▶ _TASK INSTRUCTIONS_: Would you please copy the part of the material below that opens with the line containing "filename src/enums.rs" and closes with the line containing "input from unknown"? Copy it exactly, and only it.

▶ _DATA_:
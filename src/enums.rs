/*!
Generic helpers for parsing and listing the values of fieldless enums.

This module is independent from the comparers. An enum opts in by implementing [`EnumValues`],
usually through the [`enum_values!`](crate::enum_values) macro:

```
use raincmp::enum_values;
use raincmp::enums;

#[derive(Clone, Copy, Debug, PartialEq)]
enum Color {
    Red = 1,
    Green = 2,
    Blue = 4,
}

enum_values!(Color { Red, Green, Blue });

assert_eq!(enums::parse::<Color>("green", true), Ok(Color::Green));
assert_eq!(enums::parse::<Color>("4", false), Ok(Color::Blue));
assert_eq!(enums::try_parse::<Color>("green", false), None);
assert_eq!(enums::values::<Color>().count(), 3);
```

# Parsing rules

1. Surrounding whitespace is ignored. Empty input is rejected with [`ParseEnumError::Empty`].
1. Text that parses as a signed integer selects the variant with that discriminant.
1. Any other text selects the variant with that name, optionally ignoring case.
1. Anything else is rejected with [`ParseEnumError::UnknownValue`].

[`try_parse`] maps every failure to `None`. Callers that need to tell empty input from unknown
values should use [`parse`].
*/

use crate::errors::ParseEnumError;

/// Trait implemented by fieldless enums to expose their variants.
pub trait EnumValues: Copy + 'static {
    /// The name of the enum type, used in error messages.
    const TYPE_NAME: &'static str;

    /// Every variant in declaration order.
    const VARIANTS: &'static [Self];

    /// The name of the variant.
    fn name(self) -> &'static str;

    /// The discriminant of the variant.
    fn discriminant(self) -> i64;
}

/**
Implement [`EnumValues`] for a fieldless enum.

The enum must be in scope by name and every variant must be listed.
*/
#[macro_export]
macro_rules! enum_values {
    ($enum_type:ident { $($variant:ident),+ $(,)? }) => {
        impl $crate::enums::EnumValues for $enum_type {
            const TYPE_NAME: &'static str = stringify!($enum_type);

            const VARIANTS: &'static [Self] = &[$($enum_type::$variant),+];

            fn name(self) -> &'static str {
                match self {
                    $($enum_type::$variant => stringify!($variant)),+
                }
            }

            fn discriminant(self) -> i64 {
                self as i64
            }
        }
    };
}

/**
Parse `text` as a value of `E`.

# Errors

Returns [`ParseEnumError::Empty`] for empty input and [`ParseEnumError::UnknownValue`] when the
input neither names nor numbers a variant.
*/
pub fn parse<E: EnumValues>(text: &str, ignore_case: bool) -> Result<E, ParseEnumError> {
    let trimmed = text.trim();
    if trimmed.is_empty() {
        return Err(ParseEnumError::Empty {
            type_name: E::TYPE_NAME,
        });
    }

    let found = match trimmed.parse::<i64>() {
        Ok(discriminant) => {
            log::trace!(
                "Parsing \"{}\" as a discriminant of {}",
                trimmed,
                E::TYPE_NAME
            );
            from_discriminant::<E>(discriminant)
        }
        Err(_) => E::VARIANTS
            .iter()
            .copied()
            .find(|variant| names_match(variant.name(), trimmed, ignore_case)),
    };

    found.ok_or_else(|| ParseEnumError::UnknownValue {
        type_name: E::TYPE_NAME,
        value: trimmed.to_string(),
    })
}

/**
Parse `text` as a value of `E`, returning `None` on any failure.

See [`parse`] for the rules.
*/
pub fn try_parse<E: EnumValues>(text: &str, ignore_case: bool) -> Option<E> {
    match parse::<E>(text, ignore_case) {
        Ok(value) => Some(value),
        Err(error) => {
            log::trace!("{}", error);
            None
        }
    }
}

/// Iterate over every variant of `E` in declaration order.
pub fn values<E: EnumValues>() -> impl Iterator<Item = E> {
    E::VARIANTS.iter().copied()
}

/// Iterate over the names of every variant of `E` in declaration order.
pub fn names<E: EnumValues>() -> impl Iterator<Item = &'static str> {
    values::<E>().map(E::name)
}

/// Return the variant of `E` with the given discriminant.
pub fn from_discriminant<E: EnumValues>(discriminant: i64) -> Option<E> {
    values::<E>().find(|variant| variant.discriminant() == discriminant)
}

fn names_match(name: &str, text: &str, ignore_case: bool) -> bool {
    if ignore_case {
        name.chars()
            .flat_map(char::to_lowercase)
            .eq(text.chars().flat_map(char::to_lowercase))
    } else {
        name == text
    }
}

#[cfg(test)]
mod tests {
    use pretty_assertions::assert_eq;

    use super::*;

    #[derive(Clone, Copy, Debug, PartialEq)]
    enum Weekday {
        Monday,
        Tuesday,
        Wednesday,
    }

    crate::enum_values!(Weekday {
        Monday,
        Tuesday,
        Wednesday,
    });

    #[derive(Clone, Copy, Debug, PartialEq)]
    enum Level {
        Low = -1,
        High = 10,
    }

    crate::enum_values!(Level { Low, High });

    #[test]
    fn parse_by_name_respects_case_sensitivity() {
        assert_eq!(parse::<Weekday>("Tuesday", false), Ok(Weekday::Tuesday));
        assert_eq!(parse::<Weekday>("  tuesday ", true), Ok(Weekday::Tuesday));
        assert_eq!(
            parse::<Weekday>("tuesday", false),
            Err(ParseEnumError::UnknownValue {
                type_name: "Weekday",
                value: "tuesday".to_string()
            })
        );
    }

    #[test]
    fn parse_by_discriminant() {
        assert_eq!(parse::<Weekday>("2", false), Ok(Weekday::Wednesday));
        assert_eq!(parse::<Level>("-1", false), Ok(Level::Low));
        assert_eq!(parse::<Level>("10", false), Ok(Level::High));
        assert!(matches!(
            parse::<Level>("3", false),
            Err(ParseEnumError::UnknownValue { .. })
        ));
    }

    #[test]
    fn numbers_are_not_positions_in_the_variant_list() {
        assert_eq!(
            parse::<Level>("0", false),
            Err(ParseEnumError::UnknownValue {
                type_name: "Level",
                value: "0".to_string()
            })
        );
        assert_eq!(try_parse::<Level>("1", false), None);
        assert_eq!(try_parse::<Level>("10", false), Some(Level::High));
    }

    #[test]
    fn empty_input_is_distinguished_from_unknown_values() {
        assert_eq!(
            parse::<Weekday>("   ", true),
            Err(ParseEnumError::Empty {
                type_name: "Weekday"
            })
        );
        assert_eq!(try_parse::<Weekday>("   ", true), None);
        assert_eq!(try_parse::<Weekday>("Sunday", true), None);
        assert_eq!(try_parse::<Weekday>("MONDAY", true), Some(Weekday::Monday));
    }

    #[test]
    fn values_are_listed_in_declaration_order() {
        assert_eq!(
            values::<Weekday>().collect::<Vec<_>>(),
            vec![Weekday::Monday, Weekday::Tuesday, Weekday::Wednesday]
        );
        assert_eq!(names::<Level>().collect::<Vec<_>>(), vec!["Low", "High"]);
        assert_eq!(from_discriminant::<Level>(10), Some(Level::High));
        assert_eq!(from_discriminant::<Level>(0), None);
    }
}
==
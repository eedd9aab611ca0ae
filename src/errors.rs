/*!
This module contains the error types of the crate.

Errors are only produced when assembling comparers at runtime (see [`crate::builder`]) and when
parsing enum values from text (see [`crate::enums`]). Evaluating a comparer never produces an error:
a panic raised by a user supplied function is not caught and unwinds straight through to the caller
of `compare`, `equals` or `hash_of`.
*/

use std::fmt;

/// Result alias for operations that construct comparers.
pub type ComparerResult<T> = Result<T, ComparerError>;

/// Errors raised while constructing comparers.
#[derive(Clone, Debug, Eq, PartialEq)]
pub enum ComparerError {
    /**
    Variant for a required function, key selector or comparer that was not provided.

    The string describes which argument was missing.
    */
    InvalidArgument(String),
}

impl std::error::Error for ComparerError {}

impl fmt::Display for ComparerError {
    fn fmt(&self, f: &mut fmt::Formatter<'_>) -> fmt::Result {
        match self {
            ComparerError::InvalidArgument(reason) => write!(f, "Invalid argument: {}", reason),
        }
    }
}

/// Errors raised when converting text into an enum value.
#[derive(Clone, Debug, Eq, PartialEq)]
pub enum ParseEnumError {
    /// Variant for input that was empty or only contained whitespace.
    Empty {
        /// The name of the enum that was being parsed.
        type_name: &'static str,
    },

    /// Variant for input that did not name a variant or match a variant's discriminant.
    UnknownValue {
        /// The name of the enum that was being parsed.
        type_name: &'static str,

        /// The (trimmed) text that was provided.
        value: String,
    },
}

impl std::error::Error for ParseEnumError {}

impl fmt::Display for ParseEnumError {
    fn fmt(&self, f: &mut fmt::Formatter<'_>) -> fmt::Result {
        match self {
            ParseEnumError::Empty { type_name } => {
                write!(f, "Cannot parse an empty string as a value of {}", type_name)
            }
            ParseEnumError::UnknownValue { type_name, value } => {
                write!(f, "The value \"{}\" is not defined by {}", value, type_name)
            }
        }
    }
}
==
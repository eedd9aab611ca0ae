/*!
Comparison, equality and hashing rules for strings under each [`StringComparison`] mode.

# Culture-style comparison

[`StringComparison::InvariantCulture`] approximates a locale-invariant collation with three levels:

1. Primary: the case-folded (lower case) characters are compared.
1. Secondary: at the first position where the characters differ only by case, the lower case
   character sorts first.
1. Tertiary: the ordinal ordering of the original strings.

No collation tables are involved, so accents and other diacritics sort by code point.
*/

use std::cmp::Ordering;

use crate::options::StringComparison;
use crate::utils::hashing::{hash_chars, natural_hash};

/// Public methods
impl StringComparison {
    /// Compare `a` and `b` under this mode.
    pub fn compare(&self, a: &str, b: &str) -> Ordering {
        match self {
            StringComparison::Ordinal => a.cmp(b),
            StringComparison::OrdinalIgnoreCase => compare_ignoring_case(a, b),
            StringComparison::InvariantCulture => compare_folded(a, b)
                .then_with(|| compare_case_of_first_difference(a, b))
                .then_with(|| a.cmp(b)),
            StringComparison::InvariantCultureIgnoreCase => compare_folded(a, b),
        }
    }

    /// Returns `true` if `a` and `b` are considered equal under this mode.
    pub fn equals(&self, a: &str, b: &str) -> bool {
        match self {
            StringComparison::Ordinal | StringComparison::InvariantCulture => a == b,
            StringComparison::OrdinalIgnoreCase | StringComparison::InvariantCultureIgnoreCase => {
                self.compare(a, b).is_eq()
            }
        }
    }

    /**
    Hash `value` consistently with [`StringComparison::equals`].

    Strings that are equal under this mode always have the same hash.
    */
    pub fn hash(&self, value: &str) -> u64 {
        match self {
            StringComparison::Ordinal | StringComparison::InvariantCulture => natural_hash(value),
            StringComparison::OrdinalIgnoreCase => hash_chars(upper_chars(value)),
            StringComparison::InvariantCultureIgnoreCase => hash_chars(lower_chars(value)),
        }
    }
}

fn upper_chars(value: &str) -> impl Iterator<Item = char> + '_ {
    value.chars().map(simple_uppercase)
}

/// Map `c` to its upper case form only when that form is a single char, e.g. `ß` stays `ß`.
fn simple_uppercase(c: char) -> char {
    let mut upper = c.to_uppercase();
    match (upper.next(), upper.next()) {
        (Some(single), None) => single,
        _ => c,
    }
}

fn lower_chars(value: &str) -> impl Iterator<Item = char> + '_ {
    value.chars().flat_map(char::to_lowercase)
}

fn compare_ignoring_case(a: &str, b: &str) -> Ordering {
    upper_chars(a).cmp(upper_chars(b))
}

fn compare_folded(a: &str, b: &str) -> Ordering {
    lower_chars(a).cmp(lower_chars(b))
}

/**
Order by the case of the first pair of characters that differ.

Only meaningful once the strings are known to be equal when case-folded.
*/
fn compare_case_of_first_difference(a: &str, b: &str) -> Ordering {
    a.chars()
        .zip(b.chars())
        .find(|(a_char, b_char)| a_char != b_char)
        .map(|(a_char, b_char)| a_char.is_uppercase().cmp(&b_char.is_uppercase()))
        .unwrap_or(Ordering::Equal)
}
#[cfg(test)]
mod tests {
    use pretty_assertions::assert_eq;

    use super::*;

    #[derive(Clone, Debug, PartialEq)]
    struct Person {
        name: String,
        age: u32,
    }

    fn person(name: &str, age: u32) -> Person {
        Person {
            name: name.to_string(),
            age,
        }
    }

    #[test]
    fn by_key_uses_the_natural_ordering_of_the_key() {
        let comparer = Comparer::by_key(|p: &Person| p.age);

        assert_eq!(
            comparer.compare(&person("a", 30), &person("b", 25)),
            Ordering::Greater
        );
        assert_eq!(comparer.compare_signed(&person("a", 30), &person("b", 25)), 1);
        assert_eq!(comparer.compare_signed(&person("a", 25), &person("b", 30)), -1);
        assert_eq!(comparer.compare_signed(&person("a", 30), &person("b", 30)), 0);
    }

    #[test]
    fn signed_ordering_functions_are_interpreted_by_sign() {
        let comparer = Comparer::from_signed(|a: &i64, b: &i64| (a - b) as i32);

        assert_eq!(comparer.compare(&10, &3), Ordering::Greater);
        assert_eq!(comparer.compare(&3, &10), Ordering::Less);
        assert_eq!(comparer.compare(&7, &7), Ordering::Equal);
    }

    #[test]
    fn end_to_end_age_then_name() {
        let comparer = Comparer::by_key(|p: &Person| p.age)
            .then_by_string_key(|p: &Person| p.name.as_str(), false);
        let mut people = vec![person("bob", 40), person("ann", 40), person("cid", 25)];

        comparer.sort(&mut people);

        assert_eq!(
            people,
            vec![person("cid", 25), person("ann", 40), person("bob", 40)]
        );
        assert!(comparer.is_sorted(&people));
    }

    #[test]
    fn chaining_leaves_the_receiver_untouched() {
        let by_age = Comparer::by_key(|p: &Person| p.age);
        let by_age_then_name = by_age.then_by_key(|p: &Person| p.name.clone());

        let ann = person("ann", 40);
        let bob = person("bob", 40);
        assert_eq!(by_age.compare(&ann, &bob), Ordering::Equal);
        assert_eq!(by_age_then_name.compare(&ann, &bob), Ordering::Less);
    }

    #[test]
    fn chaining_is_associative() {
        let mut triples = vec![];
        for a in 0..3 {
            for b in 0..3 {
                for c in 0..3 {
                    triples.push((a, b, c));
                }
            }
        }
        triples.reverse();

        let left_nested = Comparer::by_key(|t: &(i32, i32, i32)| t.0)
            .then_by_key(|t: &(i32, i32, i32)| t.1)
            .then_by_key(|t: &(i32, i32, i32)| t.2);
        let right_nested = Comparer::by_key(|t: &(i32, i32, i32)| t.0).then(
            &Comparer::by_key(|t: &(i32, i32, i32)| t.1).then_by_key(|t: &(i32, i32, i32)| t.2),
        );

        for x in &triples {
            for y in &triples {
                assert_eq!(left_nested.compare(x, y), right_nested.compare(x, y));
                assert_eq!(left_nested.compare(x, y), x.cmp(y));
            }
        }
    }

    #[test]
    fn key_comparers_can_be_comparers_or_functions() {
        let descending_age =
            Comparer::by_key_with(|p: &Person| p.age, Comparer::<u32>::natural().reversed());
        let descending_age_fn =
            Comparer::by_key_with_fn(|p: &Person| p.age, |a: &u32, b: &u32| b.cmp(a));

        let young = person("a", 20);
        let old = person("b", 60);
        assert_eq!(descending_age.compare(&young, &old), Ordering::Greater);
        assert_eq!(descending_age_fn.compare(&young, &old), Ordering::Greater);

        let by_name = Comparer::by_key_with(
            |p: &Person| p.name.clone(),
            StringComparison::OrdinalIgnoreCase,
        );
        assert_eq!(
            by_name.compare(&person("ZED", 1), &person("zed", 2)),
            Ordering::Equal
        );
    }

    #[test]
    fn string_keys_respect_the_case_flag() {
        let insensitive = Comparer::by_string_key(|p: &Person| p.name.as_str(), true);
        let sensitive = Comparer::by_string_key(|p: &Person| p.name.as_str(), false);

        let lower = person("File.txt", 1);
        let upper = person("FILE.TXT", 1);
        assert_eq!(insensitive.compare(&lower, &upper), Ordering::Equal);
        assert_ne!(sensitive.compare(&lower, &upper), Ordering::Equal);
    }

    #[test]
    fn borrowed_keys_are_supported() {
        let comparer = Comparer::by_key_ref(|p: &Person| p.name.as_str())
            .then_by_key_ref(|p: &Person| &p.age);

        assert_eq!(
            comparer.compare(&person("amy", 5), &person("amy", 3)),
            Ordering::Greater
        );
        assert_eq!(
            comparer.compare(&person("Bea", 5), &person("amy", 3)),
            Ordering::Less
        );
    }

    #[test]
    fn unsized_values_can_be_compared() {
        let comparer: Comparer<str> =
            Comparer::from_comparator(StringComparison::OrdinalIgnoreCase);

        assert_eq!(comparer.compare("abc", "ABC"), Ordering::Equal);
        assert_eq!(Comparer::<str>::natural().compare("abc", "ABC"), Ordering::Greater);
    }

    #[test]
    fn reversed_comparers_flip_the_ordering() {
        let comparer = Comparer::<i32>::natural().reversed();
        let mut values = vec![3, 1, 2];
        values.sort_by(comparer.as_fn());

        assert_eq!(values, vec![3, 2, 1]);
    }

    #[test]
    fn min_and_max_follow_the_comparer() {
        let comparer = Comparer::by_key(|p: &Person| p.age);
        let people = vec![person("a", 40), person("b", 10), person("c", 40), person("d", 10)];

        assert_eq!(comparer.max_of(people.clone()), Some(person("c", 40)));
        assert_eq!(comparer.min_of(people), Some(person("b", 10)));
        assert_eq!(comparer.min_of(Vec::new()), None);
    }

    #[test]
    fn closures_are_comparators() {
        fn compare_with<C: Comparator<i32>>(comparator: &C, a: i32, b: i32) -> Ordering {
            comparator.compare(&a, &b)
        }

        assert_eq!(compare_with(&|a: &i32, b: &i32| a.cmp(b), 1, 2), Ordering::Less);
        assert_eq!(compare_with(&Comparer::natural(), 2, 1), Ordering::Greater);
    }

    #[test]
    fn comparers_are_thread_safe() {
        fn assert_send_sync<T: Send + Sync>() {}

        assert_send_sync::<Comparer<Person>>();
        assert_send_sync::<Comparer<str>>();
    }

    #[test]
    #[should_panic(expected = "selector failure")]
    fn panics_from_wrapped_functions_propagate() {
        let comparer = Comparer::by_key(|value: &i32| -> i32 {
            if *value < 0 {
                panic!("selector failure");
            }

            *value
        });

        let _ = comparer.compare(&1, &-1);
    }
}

▶ _EXPECTED ANSWER_:
filename src/enums.rs
/*!
Generic helpers for parsing and listing the values of fieldless enums.

This module is independent from the comparers. An enum opts in by implementing [`EnumValues`],
usually through the [`enum_values!`](crate::enum_values) macro:

```
use raincmp::enum_values;
use raincmp::enums;

#[derive(Clone, Copy, Debug, PartialEq)]
enum Color {
    Red = 1,
    Green = 2,
    Blue = 4,
}

enum_values!(Color { Red, Green, Blue });

assert_eq!(enums::parse::<Color>("green", true), Ok(Color::Green));
assert_eq!(enums::parse::<Color>("4", false), Ok(Color::Blue));
assert_eq!(enums::try_parse::<Color>("green", false), None);
assert_eq!(enums::values::<Color>().count(), 3);
```

# Parsing rules

1. Surrounding whitespace is ignored. Empty input is rejected with [`ParseEnumError::Empty`].
1. Text that parses as a signed integer selects the variant with that discriminant.
1. Any other text selects the variant with that name, optionally ignoring case.
1. Anything else is rejected with [`ParseEnumError::UnknownValue`].

[`try_parse`] maps every failure to `None`. Callers that need to tell empty input from unknown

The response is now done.